(Collected data entries)
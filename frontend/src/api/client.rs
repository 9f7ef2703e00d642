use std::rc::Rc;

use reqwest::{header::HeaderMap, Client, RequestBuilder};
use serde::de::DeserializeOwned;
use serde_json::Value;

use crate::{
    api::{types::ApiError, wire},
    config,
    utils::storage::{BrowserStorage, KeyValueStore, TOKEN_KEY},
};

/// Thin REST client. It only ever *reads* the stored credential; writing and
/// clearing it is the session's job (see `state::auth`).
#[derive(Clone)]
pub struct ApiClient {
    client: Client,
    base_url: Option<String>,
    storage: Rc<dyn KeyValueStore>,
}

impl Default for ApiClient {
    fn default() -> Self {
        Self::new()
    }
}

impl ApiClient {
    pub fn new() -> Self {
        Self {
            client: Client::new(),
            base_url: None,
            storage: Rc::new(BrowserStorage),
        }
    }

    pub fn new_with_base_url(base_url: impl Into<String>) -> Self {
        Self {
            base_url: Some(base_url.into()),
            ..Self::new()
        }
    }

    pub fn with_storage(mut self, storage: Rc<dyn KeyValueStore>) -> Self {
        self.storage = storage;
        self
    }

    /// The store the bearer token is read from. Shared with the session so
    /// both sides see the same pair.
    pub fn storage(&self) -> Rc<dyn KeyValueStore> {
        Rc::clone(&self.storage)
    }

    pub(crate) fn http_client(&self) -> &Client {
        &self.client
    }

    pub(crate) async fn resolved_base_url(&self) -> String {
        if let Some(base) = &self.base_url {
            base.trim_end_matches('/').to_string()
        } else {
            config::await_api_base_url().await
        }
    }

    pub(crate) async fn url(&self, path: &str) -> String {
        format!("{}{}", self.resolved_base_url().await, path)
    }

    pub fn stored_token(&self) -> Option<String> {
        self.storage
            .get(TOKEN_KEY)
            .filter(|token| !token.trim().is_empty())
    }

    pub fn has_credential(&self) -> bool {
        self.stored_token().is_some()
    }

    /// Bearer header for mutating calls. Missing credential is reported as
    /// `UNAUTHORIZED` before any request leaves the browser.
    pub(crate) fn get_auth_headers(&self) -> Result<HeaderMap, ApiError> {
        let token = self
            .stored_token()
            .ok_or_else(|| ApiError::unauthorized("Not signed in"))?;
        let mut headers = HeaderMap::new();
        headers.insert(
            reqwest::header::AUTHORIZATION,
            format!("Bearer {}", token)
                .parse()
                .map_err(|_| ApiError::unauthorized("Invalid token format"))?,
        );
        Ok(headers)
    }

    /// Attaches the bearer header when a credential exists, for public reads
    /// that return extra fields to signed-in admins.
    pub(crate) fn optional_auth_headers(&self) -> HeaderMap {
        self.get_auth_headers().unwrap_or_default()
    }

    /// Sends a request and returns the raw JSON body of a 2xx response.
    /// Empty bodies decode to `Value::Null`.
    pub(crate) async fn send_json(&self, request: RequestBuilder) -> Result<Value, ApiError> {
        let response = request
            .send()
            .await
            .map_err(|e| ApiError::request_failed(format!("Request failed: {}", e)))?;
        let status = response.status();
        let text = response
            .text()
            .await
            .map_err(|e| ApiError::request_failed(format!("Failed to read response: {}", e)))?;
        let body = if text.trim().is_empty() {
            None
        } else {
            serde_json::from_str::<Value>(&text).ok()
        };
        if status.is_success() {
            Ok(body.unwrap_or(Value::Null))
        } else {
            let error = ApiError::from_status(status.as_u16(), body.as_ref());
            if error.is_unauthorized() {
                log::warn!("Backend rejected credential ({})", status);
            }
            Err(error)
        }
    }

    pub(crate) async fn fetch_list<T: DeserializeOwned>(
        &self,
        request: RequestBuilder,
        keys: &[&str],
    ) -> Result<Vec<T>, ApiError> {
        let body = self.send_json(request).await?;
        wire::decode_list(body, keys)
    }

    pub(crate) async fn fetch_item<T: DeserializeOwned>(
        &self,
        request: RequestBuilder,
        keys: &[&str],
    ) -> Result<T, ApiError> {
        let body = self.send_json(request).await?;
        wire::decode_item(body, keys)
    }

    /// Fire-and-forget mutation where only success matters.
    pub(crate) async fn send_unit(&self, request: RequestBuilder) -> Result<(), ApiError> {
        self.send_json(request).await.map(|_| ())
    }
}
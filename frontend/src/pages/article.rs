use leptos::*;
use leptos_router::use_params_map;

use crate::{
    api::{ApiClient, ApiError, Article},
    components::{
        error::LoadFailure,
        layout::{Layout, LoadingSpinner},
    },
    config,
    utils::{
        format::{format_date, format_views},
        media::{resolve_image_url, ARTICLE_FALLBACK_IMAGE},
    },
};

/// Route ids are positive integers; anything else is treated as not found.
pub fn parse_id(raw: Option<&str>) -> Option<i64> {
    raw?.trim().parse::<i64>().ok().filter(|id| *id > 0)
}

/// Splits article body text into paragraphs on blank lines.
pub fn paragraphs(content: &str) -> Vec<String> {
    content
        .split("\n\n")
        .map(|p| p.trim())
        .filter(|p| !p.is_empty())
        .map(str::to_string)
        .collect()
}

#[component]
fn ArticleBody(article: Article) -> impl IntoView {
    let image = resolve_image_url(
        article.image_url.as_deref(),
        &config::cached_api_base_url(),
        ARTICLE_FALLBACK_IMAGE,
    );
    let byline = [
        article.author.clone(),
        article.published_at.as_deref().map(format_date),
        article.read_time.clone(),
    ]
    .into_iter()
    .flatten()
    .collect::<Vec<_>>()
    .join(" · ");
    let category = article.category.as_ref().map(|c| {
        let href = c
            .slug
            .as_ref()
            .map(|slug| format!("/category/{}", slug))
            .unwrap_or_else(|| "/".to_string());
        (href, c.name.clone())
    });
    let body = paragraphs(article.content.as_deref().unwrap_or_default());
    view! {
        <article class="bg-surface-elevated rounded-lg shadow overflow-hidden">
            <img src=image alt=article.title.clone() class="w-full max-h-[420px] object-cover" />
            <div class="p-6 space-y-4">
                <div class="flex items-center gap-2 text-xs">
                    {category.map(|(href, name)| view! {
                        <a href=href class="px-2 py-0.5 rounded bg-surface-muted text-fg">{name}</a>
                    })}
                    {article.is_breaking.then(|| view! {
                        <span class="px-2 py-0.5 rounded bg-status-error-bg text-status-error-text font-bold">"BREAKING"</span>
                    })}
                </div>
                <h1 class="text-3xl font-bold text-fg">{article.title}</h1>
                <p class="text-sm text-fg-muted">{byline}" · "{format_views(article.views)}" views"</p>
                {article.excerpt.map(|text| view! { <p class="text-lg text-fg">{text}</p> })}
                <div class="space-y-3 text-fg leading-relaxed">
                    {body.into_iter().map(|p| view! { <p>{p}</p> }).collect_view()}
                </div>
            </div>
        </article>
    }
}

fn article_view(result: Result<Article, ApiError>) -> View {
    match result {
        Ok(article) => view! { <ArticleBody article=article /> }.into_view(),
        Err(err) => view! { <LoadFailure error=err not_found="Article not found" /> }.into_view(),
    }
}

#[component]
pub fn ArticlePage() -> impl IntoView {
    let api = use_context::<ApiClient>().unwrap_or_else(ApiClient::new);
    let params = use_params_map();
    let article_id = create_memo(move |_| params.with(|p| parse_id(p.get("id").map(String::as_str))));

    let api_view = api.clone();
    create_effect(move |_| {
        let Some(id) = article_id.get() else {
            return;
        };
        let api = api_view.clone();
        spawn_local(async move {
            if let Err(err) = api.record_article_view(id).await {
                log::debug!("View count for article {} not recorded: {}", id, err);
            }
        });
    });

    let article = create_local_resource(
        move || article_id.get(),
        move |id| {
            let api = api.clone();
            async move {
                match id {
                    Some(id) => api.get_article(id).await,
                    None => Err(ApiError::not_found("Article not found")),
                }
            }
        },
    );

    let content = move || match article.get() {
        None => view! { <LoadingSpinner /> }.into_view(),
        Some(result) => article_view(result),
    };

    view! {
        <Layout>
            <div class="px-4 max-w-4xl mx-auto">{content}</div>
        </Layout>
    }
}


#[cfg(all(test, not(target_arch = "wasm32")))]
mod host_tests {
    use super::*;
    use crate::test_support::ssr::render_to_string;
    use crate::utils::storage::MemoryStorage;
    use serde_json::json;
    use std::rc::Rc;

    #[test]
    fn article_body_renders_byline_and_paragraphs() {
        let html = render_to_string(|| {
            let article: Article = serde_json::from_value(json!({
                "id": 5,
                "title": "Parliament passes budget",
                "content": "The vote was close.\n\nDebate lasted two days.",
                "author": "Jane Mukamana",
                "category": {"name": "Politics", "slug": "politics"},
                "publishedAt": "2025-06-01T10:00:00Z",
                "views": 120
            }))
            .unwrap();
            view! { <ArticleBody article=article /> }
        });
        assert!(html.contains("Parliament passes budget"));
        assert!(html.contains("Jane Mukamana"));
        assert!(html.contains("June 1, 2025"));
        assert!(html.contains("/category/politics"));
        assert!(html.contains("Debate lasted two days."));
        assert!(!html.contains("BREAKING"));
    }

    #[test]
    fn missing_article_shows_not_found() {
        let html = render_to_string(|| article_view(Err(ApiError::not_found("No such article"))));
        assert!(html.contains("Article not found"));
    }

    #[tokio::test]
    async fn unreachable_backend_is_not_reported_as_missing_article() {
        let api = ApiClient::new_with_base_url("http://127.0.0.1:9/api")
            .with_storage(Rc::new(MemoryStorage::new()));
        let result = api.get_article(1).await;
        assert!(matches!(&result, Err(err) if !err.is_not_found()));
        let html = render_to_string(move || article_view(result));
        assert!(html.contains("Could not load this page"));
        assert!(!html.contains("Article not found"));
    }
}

## TASK DESCRIPTION
What lines in the data include the string "impl"? Copy each one.

## RESULT OF THE EXERCISE
impl Default for ApiClient {
impl ApiClient {
    pub fn new_with_base_url(base_url: impl Into<String>) -> Self {
fn ArticleBody(article: Article) -> impl IntoView {
pub fn ArticlePage() -> impl IntoView {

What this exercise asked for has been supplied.